According to the Siddha system of traditional medicine of ancient India, the human body is composed of 96 tattvas (also thathuvas) or basic principles.

Siddha medicine was derived by Tamil Siddhas or the spiritual scientists of Tamil Nadu. Siddhas fundamental principles never differentiated man from the universe. According to them, "Nature is man and man is nature and therefore both are essentially one. Man is said to be the microcosm and the Universe is Macrocosm, because what exists in the Universe exists in man."

==Matter and energy==

The Universe comprise two fundamental entities i.e., matter and energy and the Siddhas identified matter as Siva and energy as Shakti. They also identified that matter and energy are co-existing and they cannot be separated.

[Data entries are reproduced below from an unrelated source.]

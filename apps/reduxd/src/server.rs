//! IPC server: one reader per connection, one task per request.

use redux_core::{CoreError, DocumentService};
use redux_ipc::{
    now_millis, read_ipc_message_cfg, write_ipc_message_cfg, DaemonRequest, DaemonResponse,
    ErrorKind, IpcError, IpcMessage, IpcPayload, RequestId,
};
use redux_settings::DaemonSettings;
use std::collections::HashMap;
use std::net::SocketAddr;
use std::sync::atomic::{AtomicU64, Ordering};
use std::sync::Arc;
use tokio::io::{BufReader, BufWriter};
use tokio::net::{TcpListener, TcpStream};
use tokio::sync::{mpsc, Mutex};
use tokio::task::JoinHandle;
use tokio::time::Duration;
use tracing::{debug, error, info, warn};

#[derive(Debug, Default)]
pub struct Stats {
    cancels: AtomicU64,
    deadlines: AtomicU64,
    backpressure: AtomicU64,
}

impl Stats {
    fn snapshot(&self) -> DaemonResponse {
        DaemonResponse::Stats {
            cancels: self.cancels.load(Ordering::Relaxed),
            deadlines: self.deadlines.load(Ordering::Relaxed),
            backpressure: self.backpressure.load(Ordering::Relaxed),
        }
    }
}

struct ServerContext {
    /// Serializes every file operation
    service: Mutex<DocumentService>,
    stats: Stats,
    max_frame_bytes: u32,
    max_inflight: usize,
}

type InflightMap = HashMap<RequestId, JoinHandle<()>>;

pub struct DaemonServer {
    listener: TcpListener,
    context: Arc<ServerContext>,
}

impl DaemonServer {
    pub async fn bind(settings: &DaemonSettings, service: DocumentService) -> Result<Self, IpcError> {
        let listener = TcpListener::bind(settings.daemon_socket.as_str())
            .await
            .map_err(|e| {
                IpcError::ConnectionFailed(format!("Cannot bind {}: {}", settings.daemon_socket, e))
            })?;
        let context = Arc::new(ServerContext {
            service: Mutex::new(service),
            stats: Stats::default(),
            max_frame_bytes: settings.ipc_max_frame_bytes,
            max_inflight: settings.ipc_max_inflight_per_conn,
        });
        Ok(Self { listener, context })
    }

    pub fn local_addr(&self) -> Result<SocketAddr, IpcError> {
        Ok(self.listener.local_addr()?)
    }

    /// Accept connections until the task is dropped.
    pub async fn run(self) {
        loop {
            match self.listener.accept().await {
                Ok((stream, addr)) => {
                    info!("New client connected: {}", addr);
                    let context = Arc::clone(&self.context);
                    tokio::spawn(async move {
                        handle_connection(stream, context).await;
                        info!("Client {} disconnected", addr);
                    });
                }
                Err(e) => {
                    warn!("Failed to accept connection: {}", e);
                }
            }
        }
    }
}

async fn handle_connection(stream: TcpStream, context: Arc<ServerContext>) {
    if let Err(e) = stream.set_nodelay(true) {
        debug!("set_nodelay failed: {}", e);
    }
    let (read_half, write_half) = stream.into_split();
    let mut reader = BufReader::new(read_half);
    let mut writer = BufWriter::new(write_half);
    let max_frame = context.max_frame_bytes;

    let (outgoing, mut outgoing_rx) = mpsc::unbounded_channel::<IpcMessage>();
    let writer_task = tokio::spawn(async move {
        while let Some(message) = outgoing_rx.recv().await {
            if let Err(e) = write_ipc_message_cfg(&mut writer, &message, max_frame).await {
                warn!("IPC write error: {}", e);
                break;
            }
        }
    });

    let inflight: Arc<Mutex<InflightMap>> = Arc::new(Mutex::new(HashMap::new()));

    loop {
        let message = match read_ipc_message_cfg(&mut reader, max_frame).await {
            Ok(message) => message,
            Err(IpcError::IoError(e)) if e.kind() == std::io::ErrorKind::UnexpectedEof => break,
            Err(e) => {
                warn!("Dropping connection after bad frame: {}", e);
                break;
            }
        };

        let expired = message.is_expired(now_millis());
        match message.payload {
            IpcPayload::Request(request) => {
                if expired {
                    context.stats.deadlines.fetch_add(1, Ordering::Relaxed);
                    debug!(request = request.name(), "Deadline already passed");
                    reply(
                        &outgoing,
                        message.id,
                        DaemonResponse::error(ErrorKind::DeadlineExceeded, "request arrived after its deadline"),
                    );
                    continue;
                }

                // Hold the map while spawning so the task's own removal
                // cannot run before its insertion.
                let mut tasks = inflight.lock().await;
                if tasks.len() >= context.max_inflight {
                    context.stats.backpressure.fetch_add(1, Ordering::Relaxed);
                    warn!(
                        request = request.name(),
                        inflight = tasks.len(),
                        "Rejecting request: too many in flight"
                    );
                    reply(
                        &outgoing,
                        message.id,
                        DaemonResponse::error(
                            ErrorKind::Backpressure,
                            format!("{} requests already in flight", tasks.len()),
                        ),
                    );
                    continue;
                }

                let id = message.id;
                let deadline_millis = message.deadline_millis;
                let task_context = Arc::clone(&context);
                let task_outgoing = outgoing.clone();
                let task_inflight = Arc::clone(&inflight);
                let handle = tokio::spawn(async move {
                    let response = dispatch(request, deadline_millis, &task_context).await;
                    task_inflight.lock().await.remove(&id);
                    reply(&task_outgoing, id, response);
                });
                tasks.insert(id, handle);
            }
            IpcPayload::Cancel(target) => {
                if let Some(handle) = inflight.lock().await.remove(&target) {
                    handle.abort();
                    context.stats.cancels.fetch_add(1, Ordering::Relaxed);
                    debug!(request_id = %target, "Request cancelled");
                }
            }
            IpcPayload::Response(response) => {
                debug!("Ignoring response sent by client: {:?}", response);
            }
        }
    }

    for (_, handle) in inflight.lock().await.drain() {
        handle.abort();
    }
    drop(outgoing);
    if let Err(e) = writer_task.await {
        error!("Writer task failed: {}", e);
    }
}

fn reply(outgoing: &mpsc::UnboundedSender<IpcMessage>, id: RequestId, response: DaemonResponse) {
    if outgoing.send(IpcMessage::response(id, response)).is_err() {
        debug!(request_id = %id, "Connection closed before reply");
    }
}

fn past_deadline(deadline_millis: u64) -> bool {
    deadline_millis != 0 && now_millis() > deadline_millis
}

/// Writes queued behind a slow operation may outlive their caller's
/// deadline; such a write must not reach the file.
fn deadline_exceeded(context: &ServerContext, name: &str) -> DaemonResponse {
    context.stats.deadlines.fetch_add(1, Ordering::Relaxed);
    warn!(request = name, "Deadline passed while waiting for the document lock");
    DaemonResponse::error(
        ErrorKind::DeadlineExceeded,
        "deadline passed before the file was written",
    )
}

async fn dispatch(
    request: DaemonRequest,
    deadline_millis: u64,
    context: &ServerContext,
) -> DaemonResponse {
    let name = request.name();
    let result = match request {
        DaemonRequest::Ping => Ok(DaemonResponse::Pong),
        DaemonRequest::Sleep { millis } => {
            // holds the document lock like a slow file operation would
            let _service = context.service.lock().await;
            tokio::time::sleep(Duration::from_millis(millis)).await;
            Ok(DaemonResponse::Success)
        }
        DaemonRequest::GetStats => Ok(context.stats.snapshot()),
        DaemonRequest::OpenDocument { path } => {
            let service = context.service.lock().await;
            service.load_document(&path).await.map(|loaded| DaemonResponse::DocumentOpened {
                file_path: loaded.path.to_string_lossy().into_owned(),
                text: loaded.text,
            })
        }
        DaemonRequest::AutoLoad => {
            let service = context.service.lock().await;
            service.auto_load().await.map(|loaded| DaemonResponse::DocumentOpened {
                file_path: loaded.path.to_string_lossy().into_owned(),
                text: loaded.text,
            })
        }
        DaemonRequest::PatchValue {
            file_path,
            path,
            value,
        } => {
            let service = context.service.lock().await;
            if past_deadline(deadline_millis) {
                return deadline_exceeded(context, name);
            }
            service
                .patch_value(&file_path, &path, &value)
                .await
                .map(|()| DaemonResponse::Patched)
        }
        DaemonRequest::SaveDocument { file_path, text } => {
            let service = context.service.lock().await;
            if past_deadline(deadline_millis) {
                return deadline_exceeded(context, name);
            }
            service
                .save_document(&file_path, &text)
                .await
                .map(|()| DaemonResponse::Saved)
        }
    };

    result.unwrap_or_else(|e: CoreError| {
        warn!(request = name, "Request failed: {}", e);
        DaemonResponse::error(e.kind(), e.message())
    })
}
//! Softcore Redux Settings
//!
//! Settings shared by the editor front end and the file-access daemon:
//! daemon connection and IPC limits, editor behavior (autosave delay, default
//! config document, allowed extensions) and logging.

use serde::{Deserialize, Serialize};
use std::path::{Path, PathBuf};
use tokio::fs;

/// Env var naming an alternative settings file
pub const ENV_SETTINGS: &str = "REDUX_SETTINGS";
/// Env var overriding the daemon socket address
pub const ENV_SOCKET: &str = "REDUXD_SOCKET";
/// Env var overriding the per-connection in-flight limit
pub const ENV_MAX_INFLIGHT: &str = "REDUXD_IPC_MAX_INFLIGHT";
/// Env var overriding the auto-load document path
pub const ENV_CONFIG_PATH: &str = "REDUX_CONFIG_PATH";

/// Location of the mod's config relative to the editor executable.
pub const DEFAULT_CONFIG_PATH: &str = "../Kynexis-SoftcoreRedux/config/config.json5";

/// Settings loading and parsing errors
#[derive(Debug, thiserror::Error)]
pub enum SettingsError {
    #[error("IO error: {0}")]
    IoError(#[from] std::io::Error),
    #[error("JSON parsing error: {0}")]
    JsonError(#[from] serde_json::Error),
    #[error("TOML parsing error: {0}")]
    TomlError(#[from] toml::de::Error),
    #[error("Invalid settings: {0}")]
    Invalid(String),
}

#[derive(Debug, Clone, Default, PartialEq, Serialize, Deserialize)]
#[serde(default)]
pub struct Settings {
    pub daemon: DaemonSettings,
    pub editor: EditorSettings,
    pub logging: LoggingSettings,
}

/// Daemon connection and process settings
#[derive(Debug, Clone, PartialEq, Serialize, Deserialize)]
#[serde(default)]
pub struct DaemonSettings {
    /// Socket address for IPC connection
    pub daemon_socket: String,
    /// Start the daemon from the editor if it is not running
    pub auto_start: bool,
    /// Daemon executable path; looked up next to the editor when unset
    pub executable_path: Option<PathBuf>,
    /// Connection timeout in seconds
    pub connection_timeout: u64,
    /// Maximum frame size in bytes
    pub ipc_max_frame_bytes: u32,
    /// Default request timeout in milliseconds
    pub ipc_request_timeout_ms: u64,
    /// Concurrent requests allowed per connection before backpressure
    pub ipc_max_inflight_per_conn: usize,
}

/// Editor behavior settings
#[derive(Debug, Clone, PartialEq, Serialize, Deserialize)]
#[serde(default)]
pub struct EditorSettings {
    /// Debounce between the last accepted edit and the autosave
    pub autosave_delay_ms: u64,
    /// Document opened by auto-load; relative paths are resolved against the
    /// directory of the running executable
    pub config_path: PathBuf,
    /// File extensions the daemon agrees to read and write
    pub allowed_extensions: Vec<String>,
}

#[derive(Debug, Clone, PartialEq, Serialize, Deserialize)]
#[serde(default)]
pub struct LoggingSettings {
    /// Default filter directive; `RUST_LOG` takes precedence
    pub level: String,
    /// Emit JSON lines instead of human-readable output
    pub json: bool,
    /// Directory for daily-rolling log files; none disables file output
    pub directory: Option<PathBuf>,
}

impl Default for DaemonSettings {
    fn default() -> Self {
        Self {
            daemon_socket: "127.0.0.1:8878".to_string(),
            auto_start: true,
            executable_path: None,
            connection_timeout: 5,
            ipc_max_frame_bytes: 1024 * 1024, // 1 MiB
            ipc_request_timeout_ms: 30_000,
            ipc_max_inflight_per_conn: 64,
        }
    }
}

impl Default for EditorSettings {
    fn default() -> Self {
        Self {
            autosave_delay_ms: 5_000,
            config_path: PathBuf::from(DEFAULT_CONFIG_PATH),
            allowed_extensions: vec!["json5".to_string(), "json".to_string()],
        }
    }
}

impl Default for LoggingSettings {
    fn default() -> Self {
        Self {
            level: "info".to_string(),
            json: false,
            directory: None,
        }
    }
}

impl EditorSettings {
    /// `config_path` made absolute against `base` when it is relative.
    pub fn config_path_from(&self, base: &Path) -> PathBuf {
        if self.config_path.is_absolute() {
            self.config_path.clone()
        } else {
            base.join(&self.config_path)
        }
    }

    /// `config_path` resolved against the running executable's directory.
    pub fn resolved_config_path(&self) -> Result<PathBuf, SettingsError> {
        let exe = std::env::current_exe()?;
        let base = exe.parent().unwrap_or_else(|| Path::new("."));
        Ok(self.config_path_from(base))
    }
}

impl Settings {
    /// Load from `REDUX_SETTINGS` or the default location, then apply
    /// environment overrides and validate.
    pub async fn load() -> Result<Self, SettingsError> {
        let mut settings = Self::load_from_path(Self::settings_path()).await?;
        settings.apply_overrides(|key| std::env::var(key).ok())?;
        settings.validate()?;
        Ok(settings)
    }

    /// Load settings from a specific path; a missing file yields defaults.
    pub async fn load_from_path<P: AsRef<Path>>(path: P) -> Result<Self, SettingsError> {
        let path = path.as_ref();

        if !fs::try_exists(path).await.unwrap_or(false) {
            tracing::info!("Settings file not found at {:?}, using defaults", path);
            return Ok(Self::default());
        }

        let content = fs::read_to_string(path).await?;
        Self::from_str_any(&content)
    }

    /// JSON first, then TOML. The TOML error is reported when both fail.
    pub fn from_str_any(content: &str) -> Result<Self, SettingsError> {
        if let Ok(settings) = serde_json::from_str::<Self>(content) {
            Ok(settings)
        } else {
            Ok(toml::from_str::<Self>(content)?)
        }
    }

    /// Save as pretty JSON, creating parent directories.
    pub async fn save_to_path<P: AsRef<Path>>(&self, path: P) -> Result<(), SettingsError> {
        let path = path.as_ref();

        if let Some(parent) = path.parent() {
            fs::create_dir_all(parent).await?;
        }

        let content = serde_json::to_string_pretty(self)?;
        fs::write(path, content).await?;

        tracing::info!("Settings saved to {:?}", path);
        Ok(())
    }

    /// Settings file in use: `REDUX_SETTINGS` when set, else the default.
    pub fn settings_path() -> PathBuf {
        std::env::var_os(ENV_SETTINGS)
            .map(PathBuf::from)
            .unwrap_or_else(Self::default_config_path)
    }

    pub fn default_config_path() -> PathBuf {
        dirs::config_dir()
            .unwrap_or_else(|| PathBuf::from(".softcore-redux"))
            .join("softcore-redux")
            .join("settings.json")
    }

    /// Apply overrides from a variable lookup (the process environment in
    /// production).
    pub fn apply_overrides<F>(&mut self, lookup: F) -> Result<(), SettingsError>
    where
        F: Fn(&str) -> Option<String>,
    {
        if let Some(socket) = lookup(ENV_SOCKET) {
            self.daemon.daemon_socket = socket;
        }
        if let Some(raw) = lookup(ENV_MAX_INFLIGHT) {
            self.daemon.ipc_max_inflight_per_conn = raw.trim().parse().map_err(|_| {
                SettingsError::Invalid(format!("{} must be a positive integer, got '{}'", ENV_MAX_INFLIGHT, raw))
            })?;
        }
        if let Some(path) = lookup(ENV_CONFIG_PATH) {
            self.editor.config_path = PathBuf::from(path);
        }
        Ok(())
    }

    pub fn validate(&self) -> Result<(), SettingsError> {
        if self.daemon.daemon_socket.trim().is_empty() {
            return Err(SettingsError::Invalid(
                "daemon_socket cannot be empty".to_string(),
            ));
        }
        if self.daemon.ipc_max_frame_bytes == 0 {
            return Err(SettingsError::Invalid(
                "ipc_max_frame_bytes must be greater than 0".to_string(),
            ));
        }
        if self.daemon.ipc_max_inflight_per_conn == 0 {
            return Err(SettingsError::Invalid(
                "ipc_max_inflight_per_conn must be greater than 0".to_string(),
            ));
        }
        if self.editor.autosave_delay_ms == 0 {
            return Err(SettingsError::Invalid(
                "autosave_delay_ms must be greater than 0".to_string(),
            ));
        }
        if self.editor.allowed_extensions.is_empty() {
            return Err(SettingsError::Invalid(
                "allowed_extensions cannot be empty".to_string(),
            ));
        }
        Ok(())
    }
}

==Five primordial elements==

A central concept to samkhya and other Hindu philosophies is the five primordial elements or pancha boothas i.e., earth (solid), water (fluid), fire (radiance), air (gas) and space (akasam). All the matter (both created and evolved) including animal, plants or mineral comes under these five primordial elements. The Siddhas also believed that the human anatomy and physiology, the factors causing disease, the materials used for the treatment and to cure the disease, and food consumed by the living organisms – all of these fall within the five primordial categories.

==Siddha anatomy and physiology==

The human body is composed of 96 tattvas or basic principles. Al these 96 tatwas fall under 14 broad categories. They include:

1. Five elements,
2. Five objects of senses,
3. Five organs of action,
4. Five organs of perception,
5. Four intellectual faculties,
6. Ten nerves,
7. Five states of the soul,
8. Three principles of moral evil,
9. Three comic qualities, Three humours,
10. Three regions,
11. Eight predominant passions,
12. Six stations of the soul, Seven constituent elements of the body,
13. Ten vital airs, Five cases of the sheaths of the soul,
14. Nine doors or vents of the body.

These basic principles include Physical, Physiological, Mental and Intellectual components of a person. They are nothing but the manifestations of the five primordial elements.

Next to the Tatwas the human body exists of 72000 blood vessels, 13000 nerves and ten main arteries. 4448 diseases can be caused by the derangement of the three humors.